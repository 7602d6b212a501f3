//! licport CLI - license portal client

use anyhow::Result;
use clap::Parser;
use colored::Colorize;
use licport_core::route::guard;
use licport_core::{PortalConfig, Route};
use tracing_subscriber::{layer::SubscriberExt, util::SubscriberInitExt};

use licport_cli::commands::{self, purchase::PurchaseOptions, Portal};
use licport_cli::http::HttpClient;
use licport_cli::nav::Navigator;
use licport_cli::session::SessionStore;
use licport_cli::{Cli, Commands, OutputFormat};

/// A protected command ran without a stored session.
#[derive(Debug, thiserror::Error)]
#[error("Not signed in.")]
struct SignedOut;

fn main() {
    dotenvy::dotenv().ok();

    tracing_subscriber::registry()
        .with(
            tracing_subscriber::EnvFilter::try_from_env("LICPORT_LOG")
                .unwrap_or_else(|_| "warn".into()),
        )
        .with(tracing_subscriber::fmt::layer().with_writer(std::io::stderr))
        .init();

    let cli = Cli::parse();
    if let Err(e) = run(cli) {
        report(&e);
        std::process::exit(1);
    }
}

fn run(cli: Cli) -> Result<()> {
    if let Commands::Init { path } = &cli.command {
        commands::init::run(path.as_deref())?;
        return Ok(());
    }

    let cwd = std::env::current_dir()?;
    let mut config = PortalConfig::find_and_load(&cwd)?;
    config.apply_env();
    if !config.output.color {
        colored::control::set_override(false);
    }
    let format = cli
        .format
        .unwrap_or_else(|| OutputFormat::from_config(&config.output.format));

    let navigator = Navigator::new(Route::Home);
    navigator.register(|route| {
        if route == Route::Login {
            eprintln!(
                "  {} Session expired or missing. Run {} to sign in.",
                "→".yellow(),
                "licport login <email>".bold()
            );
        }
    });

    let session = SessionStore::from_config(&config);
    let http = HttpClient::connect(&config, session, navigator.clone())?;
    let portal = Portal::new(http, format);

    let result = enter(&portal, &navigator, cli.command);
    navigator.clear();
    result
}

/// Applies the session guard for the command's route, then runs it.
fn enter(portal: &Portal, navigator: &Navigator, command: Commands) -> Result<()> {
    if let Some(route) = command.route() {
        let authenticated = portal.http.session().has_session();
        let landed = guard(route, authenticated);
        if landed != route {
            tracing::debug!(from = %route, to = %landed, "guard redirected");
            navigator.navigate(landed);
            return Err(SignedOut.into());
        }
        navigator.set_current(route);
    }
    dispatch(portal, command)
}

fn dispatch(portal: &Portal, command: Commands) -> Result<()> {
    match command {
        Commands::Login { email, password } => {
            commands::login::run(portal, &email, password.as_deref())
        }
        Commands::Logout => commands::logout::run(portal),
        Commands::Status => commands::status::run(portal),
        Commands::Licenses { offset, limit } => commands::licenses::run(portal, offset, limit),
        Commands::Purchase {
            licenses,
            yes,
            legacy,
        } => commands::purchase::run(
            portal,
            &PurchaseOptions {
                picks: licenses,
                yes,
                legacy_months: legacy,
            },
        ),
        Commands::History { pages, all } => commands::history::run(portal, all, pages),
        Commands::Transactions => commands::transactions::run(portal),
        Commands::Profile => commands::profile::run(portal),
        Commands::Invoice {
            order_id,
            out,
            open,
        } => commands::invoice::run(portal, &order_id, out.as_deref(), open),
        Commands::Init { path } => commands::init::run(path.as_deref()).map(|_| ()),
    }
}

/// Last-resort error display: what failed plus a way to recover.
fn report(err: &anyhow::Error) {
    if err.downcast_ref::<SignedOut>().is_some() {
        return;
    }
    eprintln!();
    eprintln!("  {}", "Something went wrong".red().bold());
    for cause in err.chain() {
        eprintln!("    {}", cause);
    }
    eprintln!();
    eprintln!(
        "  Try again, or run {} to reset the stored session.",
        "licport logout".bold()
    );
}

EXERCISE DESCRIPTION:
Whenever the string "stored" shows up in a line of the records, copy that line.

YOUR SOLUTION:
/// A protected command ran without a stored session.
        "  Try again, or run {} to reset the stored session.",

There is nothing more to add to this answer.